Fotografia revela detalhes de uma cidade, como se mostrasse seu corpo e alma. Por isso, o encantamento e medo perante uma fotografia; por isso, o zelo por nossa imagem. Nela, gravamos momentos diversos da vida urbana. A urbe é assim: multifacetada. Como viajante prefiro gravar em memória. Não consigo enquadrar imagens na tela da câmera; não consigo gravar fatos e instantes que me alegram; coisas que nos atraem; detalhes que importam às minhas sensações. Acho que falta concentração para o momento exato do click. Quem sabe, inconscientemente, o meu olhar não queira partilhar aquilo que interessa apenas a nós mesmos. Ou, o meu olhar é o olhar dos aborígenes: acreditam que a fotografia retira a alma da pessoa e das coisas. Com a pandemia do Covid-19 a viagem não é segura até a vacinação da população mundial. Resta rever, no YouTube, fotografias do Brasil e mundo afora. Das minhas andanças, em memória gravei: “Paris é uma festa.” Mais que a arquitetura e ruas e avenidas projetadas… O que impressiona é a qualidade do serviço. Locais públicos e privados são impecavelmente limpos. Não é uma coisa de país rico. Vai além. As calçadas e fachadas, na cidade e vilarejos, são motivos de rivalidades. Disputam entre si, para apresentarem o melhor visual; sem se preocuparem com o luxo. Algo que envolve civilidade: senso de direito e deveres. Os cuidados surpreendem bem antes da surpresa com a beleza arquitetônica.

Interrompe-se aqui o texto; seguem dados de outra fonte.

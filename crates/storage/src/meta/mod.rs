//! Storage metadata.
//!
//! A [`StorageMeta`] is resolved once, when a storage is registered, into an
//! ordered list of [`Attr`] descriptors plus the storage-wide policies:
//!
//! - [`KeyConfig`] - how keys are extracted and assigned
//! - [`AccessControl`] - which operations are permitted
//! - [`CacheControl`] - how cache headers are derived
//! - [`ItemSchema`] - create/update input schemas derived from the attributes

mod access;
mod attr;
mod cache_control;
mod key_config;
mod schema;
mod storage_meta;

pub use access::AccessControl;
pub use attr::{Attr, AttrGenerator, AttrSchema, AttrType};
pub use cache_control::CacheControl;
pub use key_config::KeyConfig;
pub use schema::ItemSchema;
pub use storage_meta::{StorageMeta, StorageMetaBuilder};
impl Condition {
    fn and(mut conditions: Vec<Condition>) -> Option<Condition> {
        match conditions.len() {
            0 => None,
            1 => conditions.pop(),
            _ => Some(Condition::And(conditions)),
        }
    }

    /// Evaluates the condition the way DynamoDB does.
    ///
    /// Comparisons against a missing attribute or a value of another type
    /// are false, except `<>` against a present value of another type.
    pub fn evaluate(&self, item: &DynamoItem) -> bool {
        let get = |name: &str| item.get(name).map(from_dynamo);
        match self {
            Condition::Compare { name, op, value } => {
                let Some(actual) = get(name) else {
                    return false;
                };
                let expected = from_dynamo(value);
                match op {
                    CompareOp::Eq => values_equal(&actual, &expected),
                    CompareOp::Ne => !values_equal(&actual, &expected),
                    CompareOp::Lt => compare_values(&actual, &expected).is_some_and(|o| o.is_lt()),
                    CompareOp::Le => compare_values(&actual, &expected).is_some_and(|o| o.is_le()),
                    CompareOp::Gt => compare_values(&actual, &expected).is_some_and(|o| o.is_gt()),
                    CompareOp::Ge => compare_values(&actual, &expected).is_some_and(|o| o.is_ge()),
                }
            }
            Condition::BeginsWith { name, value } => match (item.get(name), value) {
                (Some(DynamoValue::S(actual)), DynamoValue::S(prefix)) => actual.starts_with(prefix),
                _ => false,
            },
            Condition::Contains { name, value } => match (item.get(name), value) {
                (Some(DynamoValue::S(actual)), DynamoValue::S(needle)) => actual.contains(needle),
                (Some(DynamoValue::L(values)), needle) => values.contains(needle),
                _ => false,
            },
            Condition::Exists(name) => item.contains_key(name),
            Condition::NotExists(name) => !item.contains_key(name),
            Condition::In { name, values } => get(name).is_some_and(|actual| {
                values
                    .iter()
                    .any(|candidate| values_equal(&actual, &from_dynamo(candidate)))
            }),
            Condition::And(conditions) => conditions.iter().all(|c| c.evaluate(item)),
            Condition::Or(conditions) => conditions.iter().any(|c| c.evaluate(item)),
            Condition::Not(inner) => !inner.evaluate(item),
        }
    }

    fn render(&self, placeholders: &mut Placeholders) -> String {
        match self {
            Condition::Compare { name, op, value } => format!(
                "{} {} {}",
                placeholders.name(name),
                op.symbol(),
                placeholders.value(value)
            ),
            Condition::BeginsWith { name, value } => format!(
                "begins_with({}, {})",
                placeholders.name(name),
                placeholders.value(value)
            ),
            Condition::Contains { name, value } => format!(
                "contains({}, {})",
                placeholders.name(name),
                placeholders.value(value)
            ),
            Condition::Exists(name) => format!("attribute_exists({})", placeholders.name(name)),
            Condition::NotExists(name) => {
                format!("attribute_not_exists({})", placeholders.name(name))
            }
            Condition::In { name, values } => {
                let name = placeholders.name(name);
                let values: Vec<String> = values.iter().map(|v| placeholders.value(v)).collect();
                format!("{name} IN ({})", values.join(", "))
            }
            Condition::And(conditions) => join(conditions, " AND ", placeholders),
            Condition::Or(conditions) => join(conditions, " OR ", placeholders),
            Condition::Not(inner) => format!("NOT ({})", inner.render(placeholders)),
        }
    }
}
//! Asset Directory - 文件系统图片素材
//!
//! 目录结构: `{root}/{Category}/*.png|jpg|jpeg`，每次随机挑一张。

use async_trait::async_trait;
use rand::seq::IndexedRandom;
use std::io::ErrorKind;
use std::path::{Path, PathBuf};

use crate::application::ports::{AssetCatalogPort, AssetError};

const IMAGE_EXTENSIONS: &[&str] = &["png", "jpg", "jpeg"];

/// 文件系统素材目录
#[derive(Debug, Clone)]
pub struct AssetDirectory {
    root: PathBuf,
}

impl AssetDirectory {
    pub fn new(root: impl Into<PathBuf>) -> Self {
        Self { root: root.into() }
    }
}

/// `communion` -> `Communion`
fn category_dir(category: &str) -> String {
    let mut chars = category.trim().chars();
    match chars.next() {
        Some(first) => first.to_uppercase().chain(chars.flat_map(char::to_lowercase)).collect(),
        None => String::new(),
    }
}

fn is_image(path: &Path) -> bool {
    path.extension()
        .and_then(|e| e.to_str())
        .map(|e| IMAGE_EXTENSIONS.contains(&e.to_lowercase().as_str()))
        .unwrap_or(false)
}

#[async_trait]
impl AssetCatalogPort for AssetDirectory {
    async fn pick_image(&self, category: &str) -> Result<Option<PathBuf>, AssetError> {
        let dir = self.root.join(category_dir(category));

        let mut entries = match tokio::fs::read_dir(&dir).await {
            Ok(entries) => entries,
            Err(e) if e.kind() == ErrorKind::NotFound => {
                tracing::debug!(dir = %dir.display(), "Asset category not found");
                return Ok(None);
            }
            Err(e) => return Err(AssetError::IoError(e.to_string())),
        };

        let mut images = Vec::new();
        while let Some(entry) = entries
            .next_entry()
            .await
            .map_err(|e| AssetError::IoError(e.to_string()))?
        {
            let path = entry.path();
            if is_image(&path) {
                images.push(path);
            }
        }

        Ok(images.choose(&mut rand::rng()).cloned())
    }
}

#[cfg(test)]
mod tests {
    use super::*;
    use tempfile::TempDir;

    #[test]
    fn test_category_dir() {
        assert_eq!(category_dir(" communion "), "Communion");
        assert_eq!(category_dir("BIBLE"), "Bible");
        assert_eq!(category_dir(""), "");
    }

    #[tokio::test]
    async fn test_pick_image_from_category() {
        let temp = TempDir::new().unwrap();
        let bible = temp.path().join("Bible");
        std::fs::create_dir_all(&bible).unwrap();
        std::fs::write(bible.join("one.PNG"), b"png").unwrap();
        std::fs::write(bible.join("notes.txt"), b"text").unwrap();

        let assets = AssetDirectory::new(temp.path());
        let picked = assets.pick_image("bible").await.unwrap();

        assert_eq!(picked, Some(bible.join("one.PNG")));
    }

    #[tokio::test]
    async fn test_missing_or_empty_category() {
        let temp = TempDir::new().unwrap();
        std::fs::create_dir_all(temp.path().join("Communion")).unwrap();

        let assets = AssetDirectory::new(temp.path());

        assert_eq!(assets.pick_image("Communion").await.unwrap(), None);
        assert_eq!(assets.pick_image("Mingle").await.unwrap(), None);
    }
}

À noite, em quarto de hotel, a televisão apresentava o noticiário da CNN. A jornalista perguntava ao fotógrafo Sebastião Salgado a razão das telas expostas no Museu de Nova York e as fotografias do seu livro (Gênesis). Em inglês, ele revelou a origem de tudo: buscou em tribos da Amazônia, em pontos longínquos da Patagônia e nos animais da África o início da vida. Em Aymorés, uma cidade mineira junto ao Espírito Santo, perto do rio Doce, em terras pertencentes aos seus pais, ele mantém uma reserva florestal. A releitura desta crônica me fez lembrar José Carlos de Oliveira. Assim como Salgado, um fotógrafo apaixonado pelas coisas da natureza. Com a perda de José Carlos ficamos mais pobres nas artes. E, por um longo tempo, entristecidos: nós e os colibris. A fotografia perde um pouco de sua beleza.